The former Human Rights Attorney, Jorge De León, and Gonzalo Marroquín, a journalist and Zamora’s cousin, had previously entered the prison in a white truck to accompany him on his release. “It is simply an opportunity that is being given after more than 800 days of unjustified imprisonment. So I think this is a success for Guatemala, for the Guatemalan justice system and for freedom of the press,” said Marroquín.

Outside the prison, located in the capital, a group of people came to witness Zamora’s release. “I really think that the effect that the imprisonment has had not only of José Rubén but of many others has to affect us all, because there is no free expression of thought. They are limiting us in our actions and I believe that the country really deserves and needs a change,” commented Berta Méndez, a 61-year-old auditor.

The court ruling in favor of Zamora considered that “for reasons of human rights the prison term has exceeded the limits”. Erick García, the judge who held the hearing, also decided that the journalist will not be able to leave the country without authorization.

Zamora was isolated and during the first 17 months was a victim of ill-treatment classified as torture by different organizations in defense of human rights. The newspaper he founded in the nineties, elPeriódico, He disappeared last year as a result of his arrest and the Prosecutor’s Office’s attempts to investigate his reporters. The medium was characterized by its investigative reports and by revealing the corruption of the governments in power. The journalist was linked to two cases of alleged money laundering, obstruction of justice and other crimes.

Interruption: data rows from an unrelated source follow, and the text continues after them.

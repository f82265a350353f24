//! BOM and cost report for one project at one instant.

use chrono::{DateTime, Utc};
use serde::Serialize;
use thiserror::Error;

use solarops_core::ProjectId;
use solarops_events::{EventSourceError, MovementEventSource};

use crate::aggregator::aggregate;
use crate::catalog::MaterialCatalog;
use crate::movement::{MovementEvent, Provenance};
use crate::splitter::{BomSplit, BucketTotals, split};

#[derive(Debug, Error)]
pub enum ReportError {
    #[error("failed to load booking events: {0}")]
    Source(#[from] EventSourceError),
}

/// Output handed to the BOM table and cost breakdown renderers.
#[derive(Debug, Clone, PartialEq, Serialize)]
#[serde(rename_all = "camelCase")]
pub struct BomReport {
    pub project_id: ProjectId,
    pub generated_at: DateTime<Utc>,
    pub split: BomSplit,
}

/// Cost totals by provenance.
#[derive(Debug, Clone, Copy, PartialEq, Serialize)]
#[serde(rename_all = "camelCase")]
pub struct CostBreakdown {
    pub manual: BucketTotals,
    pub configured: BucketTotals,
    pub auto: BucketTotals,
    pub total_cost: f64,
}

impl BomReport {
    /// Build from an already materialized snapshot of events and catalog.
    pub fn build<C>(
        project_id: ProjectId,
        events: &[MovementEvent],
        catalog: &C,
        generated_at: DateTime<Utc>,
    ) -> Self
    where
        C: MaterialCatalog + ?Sized,
    {
        let lines = aggregate(&project_id, events, catalog);
        Self {
            project_id,
            generated_at,
            split: split(lines),
        }
    }

    /// Pull the project's events from `source`, then build.
    pub fn from_sources<S, C>(
        project_id: ProjectId,
        source: &S,
        catalog: &C,
        generated_at: DateTime<Utc>,
    ) -> Result<Self, ReportError>
    where
        S: MovementEventSource<MovementEvent> + ?Sized,
        C: MaterialCatalog + ?Sized,
    {
        let events = source.events_for_project(&project_id)?;
        tracing::info!(
            project_id = %project_id,
            events = events.len(),
            "building BOM report"
        );
        Ok(Self::build(project_id, &events, catalog, generated_at))
    }

    pub fn cost_breakdown(&self) -> CostBreakdown {
        CostBreakdown {
            manual: self.split.totals(Provenance::Manual),
            configured: self.split.totals(Provenance::Configured),
            auto: self.split.totals(Provenance::Auto),
            total_cost: self.split.grand_total_cost(),
        }
    }
}

#[cfg(test)]
mod tests {
    use super::*;
    use crate::catalog::{InMemoryCatalog, Material};
    use crate::movement::{Direction, NewMovement};
    use crate::provenance::{BookingOrigin, BookingRequest, book};
    use solarops_core::{BookingId, MaterialId};
    use solarops_events::InMemoryEventLog;

    struct BrokenSource;

    impl MovementEventSource<MovementEvent> for BrokenSource {
        fn events_for_project(
            &self,
            _project_id: &ProjectId,
        ) -> Result<Vec<MovementEvent>, EventSourceError> {
            Err(EventSourceError::Unavailable("subscription dropped".to_string()))
        }
    }

    fn request(material: &str, direction: Direction, qty: f64, price: f64) -> BookingRequest {
        BookingRequest {
            project_id: ProjectId::new("proj-1").unwrap(),
            material_id: MaterialId::new(material).unwrap(),
            direction,
            quantity: qty,
            unit_price: Some(price),
        }
    }

    #[test]
    fn report_from_log_splits_by_origin() {
        let now = Utc::now();
        let log = InMemoryEventLog::new();
        let rule = BookingOrigin::BomRule {
            rule_id: "rail-per-module".to_string(),
            triggered_by: None,
        };
        let cfg = BookingOrigin::SavedConfiguration {
            configuration_id: "cfg-10kwp".to_string(),
        };

        log.append(book(request("module", Direction::Out, 24.0, 110.0), &cfg, now).unwrap())
            .unwrap();
        log.append(book(request("rail", Direction::Out, 12.0, 18.0), &rule, now).unwrap())
            .unwrap();
        log.append(
            book(request("rail", Direction::Out, 2.0, 18.0), &BookingOrigin::BookingForm, now)
                .unwrap(),
        )
        .unwrap();
        log.append(
            MovementEvent::record(NewMovement {
                booking_id: BookingId::new(),
                project_id: ProjectId::new("proj-2").unwrap(),
                material_id: MaterialId::new("module").unwrap(),
                direction: Direction::Out,
                quantity: 99.0,
                unit_price_at_booking: Some(1.0),
                provenance: Provenance::Manual,
                timestamp: now,
            })
            .unwrap(),
        )
        .unwrap();

        let catalog = InMemoryCatalog::from_materials(vec![Material {
            id: MaterialId::new("module").unwrap(),
            description: "PV module 410Wp".to_string(),
            unit: "pcs".to_string(),
            items_per_unit: None,
            current_price: Some(95.0),
        }]);

        let report =
            BomReport::from_sources(ProjectId::new("proj-1").unwrap(), &log, &catalog, now)
                .unwrap();

        assert_eq!(report.split.manual.len(), 1);
        assert_eq!(report.split.configured.len(), 1);
        assert_eq!(report.split.auto.len(), 1);
        assert_eq!(report.split.configured[0].description, "PV module 410Wp");
        assert_eq!(report.split.manual[0].description, "rail");

        let costs = report.cost_breakdown();
        assert_eq!(costs.configured.net_cost, 24.0 * 110.0);
        assert_eq!(costs.auto.net_cost, 12.0 * 18.0);
        assert_eq!(costs.manual.net_cost, 2.0 * 18.0);
        assert_eq!(costs.total_cost, 2640.0 + 216.0 + 36.0);
    }

    #[test]
    fn source_failure_is_reported() {
        let err = BomReport::from_sources(
            ProjectId::new("proj-1").unwrap(),
            &BrokenSource,
            &InMemoryCatalog::new(),
            Utc::now(),
        )
        .unwrap_err();
        assert!(matches!(err, ReportError::Source(EventSourceError::Unavailable(_))));
    }

    #[test]
    fn report_serializes_buckets() {
        let report = BomReport::build(
            ProjectId::new("proj-1").unwrap(),
            &[],
            &InMemoryCatalog::new(),
            Utc::now(),
        );
        let json = serde_json::to_value(&report).unwrap();
        assert_eq!(json["projectId"], "proj-1");
        assert!(json["split"]["manual"].as_array().unwrap().is_empty());
    }
}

“Zamora returns home. Justice is beginning to arrive, the dark cycle is going to end,” the president, Bernardo Arévalo, wrote on Friday on the social network X. His words refer to the stage of corruption and impunity promoted by a sector of the Judiciary. Just this week, the Courts of justice in Guatemala changed their domebut concern about the independence of justice and democratic stability in the Central American country still persists. Most of the judges who will make up the Supreme Court of Justice (CSJ) and some of the Court of Appeals, appeared in a famous corruption case, known as Parallel Commissions. In addition, jurists came to positions sponsored by old political operators, who were imprisoned for rigging the election of Cortes in 2014 and 2019, or by questioned deputies.

Zamora was imprisoned in the cells of the Mariscal Zavala barracks, in Guatemala City. He always maintained that the cases against him were a fabrication. “I am being judged for having permanently denounced corruption and defended freedom of expression in the country. And I continue to be a victim of judicial processes without guarantees and the right to defense,” he denounced. “I have always been aware that I was not going to let myself be defeated,” He stated in an interview with EL PAÍS last February from prison.